Engineers and product designers building AI-assisted developer tools or complex workflow systems will gain concrete ideas for turning parsing results into tangible UX improvements through diagrams, autocompletion, and governance practices.

Notable Quotes

"And so we had the idea of having the diagram on the dash for your workflow execution."
Intro of the UX goal: visualize workflows directly in the dashboard.
"We can parse every and all workflow that gets deployed from all users for a while."
Describes the持续 parsing pilot that fed the diagram generator.
"Opus is to understand what opus did.

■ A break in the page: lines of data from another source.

//! In-process cache backend with per-entry expiry.

use super::{CacheError, KeyValueCache};
use async_trait::async_trait;
use std::collections::HashMap;
use std::time::{Duration, Instant};
use tokio::sync::RwLock;

#[derive(Debug, Clone)]
struct Entry {
    value: String,
    expires_at: Option<Instant>,
}

impl Entry {
    fn is_live(&self, now: Instant) -> bool {
        self.expires_at.map_or(true, |at| at > now)
    }
}

/// Cache backend holding entries in a process-local map.
#[derive(Debug, Default)]
pub struct MemoryCache {
    entries: RwLock<HashMap<String, Entry>>,
}

impl MemoryCache {
    pub fn new() -> Self {
        Self::default()
    }

    /// Number of unexpired entries.
    pub async fn len(&self) -> usize {
        let now = Instant::now();
        self.entries
            .read()
            .await
            .values()
            .filter(|e| e.is_live(now))
            .count()
    }

    pub async fn is_empty(&self) -> bool {
        self.len().await == 0
    }
}

#[async_trait]
impl KeyValueCache for MemoryCache {
    async fn get(&self, key: &str) -> Result<Option<String>, CacheError> {
        let now = Instant::now();
        let entries = self.entries.read().await;
        Ok(entries
            .get(key)
            .filter(|e| e.is_live(now))
            .map(|e| e.value.clone()))
    }

    async fn set_ex(&self, key: &str, value: &str, ttl: Duration) -> Result<(), CacheError> {
        let mut entries = self.entries.write().await;
        entries.insert(
            key.to_string(),
            Entry {
                value: value.to_string(),
                expires_at: Some(Instant::now() + ttl),
            },
        );
        Ok(())
    }

    async fn delete(&self, key: &str) -> Result<(), CacheError> {
        self.entries.write().await.remove(key);
        Ok(())
    }

    async fn incr(&self, key: &str) -> Result<i64, CacheError> {
        let now = Instant::now();
        let mut entries = self.entries.write().await;
        let current = match entries.get(key).filter(|e| e.is_live(now)) {
            Some(entry) => entry
                .value
                .parse::<i64>()
                .map_err(|e| CacheError::Decode(format!("{}: {}", key, e)))?,
            None => 0,
        };
        let next = current + 1;
        entries.insert(
            key.to_string(),
            Entry {
                value: next.to_string(),
                expires_at: None,
            },
        );
        Ok(next)
    }

    async fn delete_prefix(&self, prefix: &str) -> Result<u64, CacheError> {
        let mut entries = self.entries.write().await;
        let before = entries.len();
        entries.retain(|key, _| !key.starts_with(prefix));
        Ok((before - entries.len()) as u64)
    }
}

#[cfg(test)]
mod tests {
    use super::*;

    #[tokio::test]
    async fn test_set_get_delete() {
        let cache = MemoryCache::new();
        cache
            .set_ex("k", "v", Duration::from_secs(60))
            .await
            .unwrap();
        assert_eq!(cache.get("k").await.unwrap(), Some("v".to_string()));
        cache.delete("k").await.unwrap();
        assert_eq!(cache.get("k").await.unwrap(), None);
    }

    #[tokio::test]
    async fn test_entries_expire() {
        let cache = MemoryCache::new();
        cache
            .set_ex("k", "v", Duration::from_millis(20))
            .await
            .unwrap();
        tokio::time::sleep(Duration::from_millis(40)).await;
        assert_eq!(cache.get("k").await.unwrap(), None);
        assert!(cache.is_empty().await);
    }

    #[tokio::test]
    async fn test_incr_starts_from_zero() {
        let cache = MemoryCache::new();
        assert_eq!(cache.incr("counter").await.unwrap(), 1);
        assert_eq!(cache.incr("counter").await.unwrap(), 2);
        assert_eq!(cache.get("counter").await.unwrap(), Some("2".to_string()));
    }

    #[tokio::test]
    async fn test_incr_rejects_non_integer() {
        let cache = MemoryCache::new();
        cache
            .set_ex("k", "abc", Duration::from_secs(60))
            .await
            .unwrap();
        assert!(matches!(cache.incr("k").await, Err(CacheError::Decode(_))));
    }

    #[tokio::test]
    async fn test_delete_prefix() {
        let cache = MemoryCache::new();
        let ttl = Duration::from_secs(60);
        cache.set_ex("match:1:a", "x", ttl).await.unwrap();
        cache.set_ex("match:1:b", "x", ttl).await.unwrap();
        cache.set_ex("match:2:a", "x", ttl).await.unwrap();

        assert_eq!(cache.delete_prefix("match:1:").await.unwrap(), 2);
        assert_eq!(cache.len().await, 1);
        assert!(cache.get("match:2:a").await.unwrap().is_some());
    }
}
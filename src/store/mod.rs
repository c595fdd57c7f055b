//! Durable storage abstraction for matches, innings, overs and balls.

use crate::domain::{Ball, BallId, Innings, Match, MatchId, InningsId, Over, OverId};
use async_trait::async_trait;
use std::fmt;
use std::future::Future;
use std::time::Duration;
use thiserror::Error;
use tracing::warn;

pub mod memory;

pub use memory::MemoryStore;

/// Error type for storage operations.
#[derive(Debug, Clone, PartialEq, Eq, Error)]
pub enum StoreError {
    /// The requested row does not exist.
    #[error("not found: {0}")]
    NotFound(String),
    /// A uniqueness constraint rejected the write (duplicate innings, over or ball number).
    #[error("conflict: {0}")]
    Conflict(String),
    /// The backend failed (connection, I/O, corrupt row).
    #[error("storage backend error: {0}")]
    Backend(String),
    /// The call did not finish within its deadline.
    #[error("storage call timed out: {0}")]
    Timeout(String),
}

impl StoreError {
    /// Whether the caller may retry with backoff.
    pub fn is_retryable(&self) -> bool {
        matches!(self, StoreError::Backend(_) | StoreError::Timeout(_))
    }
}

/// Repository contract for the four scoring entities.
///
/// Reads of a single row return `StoreError::NotFound` when absent; list
/// reads return rows ordered by their sequence number.
#[async_trait]
pub trait ScoreStore: Send + Sync + fmt::Debug {
    async fn create_match(&self, fixture: &Match) -> Result<(), StoreError>;

    async fn get_match(&self, id: MatchId) -> Result<Match, StoreError>;

    /// Matches of a series ordered by match number.
    async fn list_matches_by_series(&self, series_id: &str) -> Result<Vec<Match>, StoreError>;

    async fn count_matches_by_series(&self, series_id: &str) -> Result<u64, StoreError>;

    async fn update_match(&self, fixture: &Match) -> Result<(), StoreError>;

    async fn create_innings(&self, innings: &Innings) -> Result<(), StoreError>;

    /// Innings `innings_number` of a match, if it has been opened.
    async fn get_innings(
        &self,
        match_id: MatchId,
        innings_number: u8,
    ) -> Result<Option<Innings>, StoreError>;

    async fn list_innings(&self, match_id: MatchId) -> Result<Vec<Innings>, StoreError>;

    async fn update_innings(&self, innings: &Innings) -> Result<(), StoreError>;

    async fn get_over(&self, id: OverId) -> Result<Over, StoreError>;

    async fn list_overs(&self, innings_id: InningsId) -> Result<Vec<Over>, StoreError>;

    async fn update_over(&self, over: &Over) -> Result<(), StoreError>;

    /// Delete an over together with any balls still in it.
    async fn delete_over(&self, id: OverId) -> Result<(), StoreError>;

    /// Append a ball, opening `new_over` first in the same unit of work.
    ///
    /// Either both rows land or neither does. A duplicate over number or ball
    /// number yields `StoreError::Conflict`.
    async fn append_ball(&self, new_over: Option<&Over>, ball: &Ball) -> Result<(), StoreError>;

    async fn list_balls(&self, over_id: OverId) -> Result<Vec<Ball>, StoreError>;

    async fn delete_ball(&self, id: BallId) -> Result<(), StoreError>;

    /// Cheap round trip used by readiness checks.
    async fn ping(&self) -> Result<(), StoreError> {
        Ok(())
    }
}

/// Run a storage call under a deadline, surfacing a retryable timeout.
pub async fn bounded<T, F>(limit: Duration, op: &'static str, call: F) -> Result<T, StoreError>
where
    F: Future<Output = Result<T, StoreError>>,
{
    match tokio::time::timeout(limit, call).await {
        Ok(result) => result,
        Err(_) => {
            warn!(op, timeout_ms = limit.as_millis() as u64, "Storage call timed out");
            Err(StoreError::Timeout(op.to_string()))
        }
    }
}
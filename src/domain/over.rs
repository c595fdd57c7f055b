//! Over: a run of deliveries within an innings.

use crate::domain::primitives::UnknownVariant;
use crate::domain::{Ball, InningsId, OverId, TimeMs};
use serde::{Deserialize, Serialize};
use std::str::FromStr;

/// Legal deliveries in a complete over.
pub const BALLS_PER_OVER: u32 = 6;

#[derive(Debug, Clone, Copy, PartialEq, Eq, Hash, Serialize, Deserialize)]
#[serde(rename_all = "snake_case")]
pub enum OverStatus {
    InProgress,
    Completed,
}

impl OverStatus {
    pub fn as_str(&self) -> &'static str {
        match self {
            OverStatus::InProgress => "in_progress",
            OverStatus::Completed => "completed",
        }
    }
}

impl FromStr for OverStatus {
    type Err = UnknownVariant;

    fn from_str(s: &str) -> Result<Self, Self::Err> {
        match s {
            "in_progress" => Ok(OverStatus::InProgress),
            "completed" => Ok(OverStatus::Completed),
            other => Err(UnknownVariant::new("over status", other)),
        }
    }
}

/// An over and its derived totals.
#[derive(Debug, Clone, PartialEq, Eq, Serialize, Deserialize)]
pub struct Over {
    pub id: OverId,
    pub innings_id: InningsId,
    /// 1-based, sequential within the innings.
    pub over_number: u32,
    pub total_runs: u32,
    pub legal_balls: u32,
    pub wickets: u32,
    pub status: OverStatus,
    pub created_at: TimeMs,
}

impl Over {
    /// Open a fresh over.
    pub fn open(innings_id: InningsId, over_number: u32) -> Self {
        Over {
            id: OverId::new(),
            innings_id,
            over_number,
            total_runs: 0,
            legal_balls: 0,
            wickets: 0,
            status: OverStatus::InProgress,
            created_at: TimeMs::now(),
        }
    }

    /// Refold totals and status from the over's deliveries.
    pub fn recompute(&mut self, balls: &[Ball]) {
        let (runs, legal, wickets) = balls.iter().map(Ball::tally).fold(
            (0, 0, 0),
            |(runs, legal, wickets), t| {
                (
                    runs + t.total(),
                    legal + u32::from(t.is_legal_delivery),
                    wickets + u32::from(t.is_wicket),
                )
            },
        );
        self.total_runs = runs;
        self.legal_balls = legal;
        self.wickets = wickets;
        self.status = if legal >= BALLS_PER_OVER {
            OverStatus::Completed
        } else {
            OverStatus::InProgress
        };
    }

    pub fn is_completed(&self) -> bool {
        self.status == OverStatus::Completed
    }
}

/// Slot for the next delivery: one past the highest existing ball number.
pub fn next_ball_number(balls: &[Ball]) -> u32 {
    balls.iter().map(|b| b.ball_number).max().unwrap_or(0) + 1
}

/// Number for the next over: one past the highest existing over number.
pub fn next_over_number(overs: &[Over]) -> u32 {
    overs.iter().map(|o| o.over_number).max().unwrap_or(0) + 1
}
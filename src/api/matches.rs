use axum::extract::{Path, State};
use axum::http::StatusCode;
use axum::Json;
use serde::Serialize;

use super::{parse_match_id, AppState};
use crate::domain::{Innings, Match, MatchResult, NewMatch, Scorecard};
use crate::error::AppError;

#[derive(Debug, Serialize)]
pub struct SeriesMatchesResponse {
    pub series_id: String,
    pub count: u64,
    pub matches: Vec<Match>,
}

#[derive(Debug, Serialize)]
pub struct CompletionResponse {
    pub decided: bool,
    #[serde(skip_serializing_if = "Option::is_none")]
    pub result: Option<MatchResult>,
}

pub async fn create_match(
    State(state): State<AppState>,
    Json(new): Json<NewMatch>,
) -> Result<(StatusCode, Json<Match>), AppError> {
    let fixture = state.engine.create_match(new).await?;
    Ok((StatusCode::CREATED, Json(fixture)))
}

pub async fn list_series_matches(
    Path(series_id): Path<String>,
    State(state): State<AppState>,
) -> Result<Json<SeriesMatchesResponse>, AppError> {
    let matches = state.engine.list_matches_by_series(&series_id).await?;
    let count = state.engine.count_matches_by_series(&series_id).await?;
    Ok(Json(SeriesMatchesResponse {
        series_id,
        count,
        matches,
    }))
}

pub async fn start_scoring(
    Path(match_id): Path<String>,
    State(state): State<AppState>,
) -> Result<(StatusCode, Json<Innings>), AppError> {
    let match_id = parse_match_id(&match_id)?;
    let innings = state.engine.start_scoring(match_id).await?;
    Ok((StatusCode::CREATED, Json(innings)))
}

pub async fn cancel_match(
    Path(match_id): Path<String>,
    State(state): State<AppState>,
) -> Result<Json<Match>, AppError> {
    let match_id = parse_match_id(&match_id)?;
    Ok(Json(state.engine.cancel_match(match_id).await?))
}

pub async fn get_scorecard(
    Path(match_id): Path<String>,
    State(state): State<AppState>,
) -> Result<Json<Scorecard>, AppError> {
    let match_id = parse_match_id(&match_id)?;
    Ok(Json(state.engine.get_scorecard(match_id).await?))
}

pub async fn get_completion(
    Path(match_id): Path<String>,
    State(state): State<AppState>,
) -> Result<Json<CompletionResponse>, AppError> {
    let match_id = parse_match_id(&match_id)?;
    let result = state.engine.should_complete_match(match_id).await?;
    Ok(Json(CompletionResponse {
        decided: result.is_some(),
        result,
    }))
}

And then you get into one of those loops where opus is just doing nothing."
Illustrates the debugging loop between parsing, tooling, and LLMS.
"The best way to do it is just parse every and all workflow that gets deployed from all users for a while."
Reiterates the initial continuous-parsing approach.
"If you have a million instances a week... one of those steps always retries."
Shows how diagrams surface runtime patterns for UX and reliability.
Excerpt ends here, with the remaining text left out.